Nuestro cerebro contiene todas las sustancias necesarias para desarrollar el mal de Alzheimer, pero entonces ¿por qué no todos sufrimos de esta devastadora condición neurológica?

Esta interesante pregunta impulsó la investigación realizada por el Dr. Subhojit Roy, especialista en patología y neurología en la UC San Diego y publicada en la prestigiosa revista Neuron. En ella Roy y sus colegas explican que un “truco” de la naturaleza mantiene una separación fundamental entre una proteína y una enzima que al combinarse pueden desencadenar la degeneración celular y muerte características del Mal de Alzheimer.

“Es como la separación física de la pólvora y el fósforo, con esto se elude una explosión inevitable”, explicó Roy. Al examinar estos hallazgos, la bióloga celular y neuropatóloga Shiley-Marcos del Centro de Investigación del Alzheimer en la UC San Diego agregó: “Conocer la forma de separar la pólvora y el fósforo puede darnos ideas sobre la posibilidad de detener la enfermedad.”

“Es como la separación física de la pólvora y el fósforo, con esto se elude una explosión inevitable”

La hipótesis llamada “La cascada amiloide” es la explicación del Alzheimer que la mayorìa de los neurocientíficos apoya, y consiste en una acumulación de la proteína beta-amiloide que activa una cadena de eventos que provoca una alteración celular y muerte características de esta enfermedad. Para que se produzca esta proteína se necesita de la convergencia de la proteína llamada “precursora de amiloide” (APP) y una enzima que rompe la APP en pequeños fragmentos tóxicos llamados beta-secretasa (BACE). Lo sorprendente es que estas proteínas están fuertemente expresadas en el cerebro y, si se les permitiera combinarse, todos sufriríamos de Alzheimer.

Utilizando neuronas del hipocampo cultivadas, tejido humano y cerebro de ratas, Roy y su equipo descubrieron que las células cerebrales sanas segregan mucha APP y BACE1 en distintos compartimientos tan rápido como son creadas, asegurándose de que las dos proteínas no tengan mucho contacto una con otra.

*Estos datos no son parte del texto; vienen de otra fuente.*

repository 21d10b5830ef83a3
#[cfg(feature = "cli")]
mod cli;

#[cfg(feature = "cli")]
#[tokio::main]
async fn main() {
    if let Err(err) = cli::run().await {
        eprintln!("error: {err}");
        std::process::exit(1);
    }
}

#[cfg(not(feature = "cli"))]
fn main() {
    eprintln!("The CLI is disabled. Rebuild with `--features cli` to enable it.");
}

Para Roy “la naturaleza parece tener un interesante truco para separar a los co-conspiradores.” Los científicos también encontraron que las condiciones que promueven una mayor producción de beta-amiloides, impulsan la convergencia de las APP y BACE. Específicamente, un incremento en la actividad eléctrica neuronal, conocido por aumentar la producción de los beta-amiloides y también la convergencia APP-BACE.

Las investigaciones post mortem de pacientes con Alzheimer revelaron un incremento físico entre las proteínas, lo que añade sustento a la significación fisiopatológica de esta enfermedad.

Estos hallazgos son realmente asombrosos ya que ponen al descubierto cómo algunos eventos moleculares disparan el mal de Alzheimer y muestra cómo los cerebros sanos los evitan. Esto a su vez nos ofrece una nueva esperanza para prevenir y tratar esta nefasta enfermedad.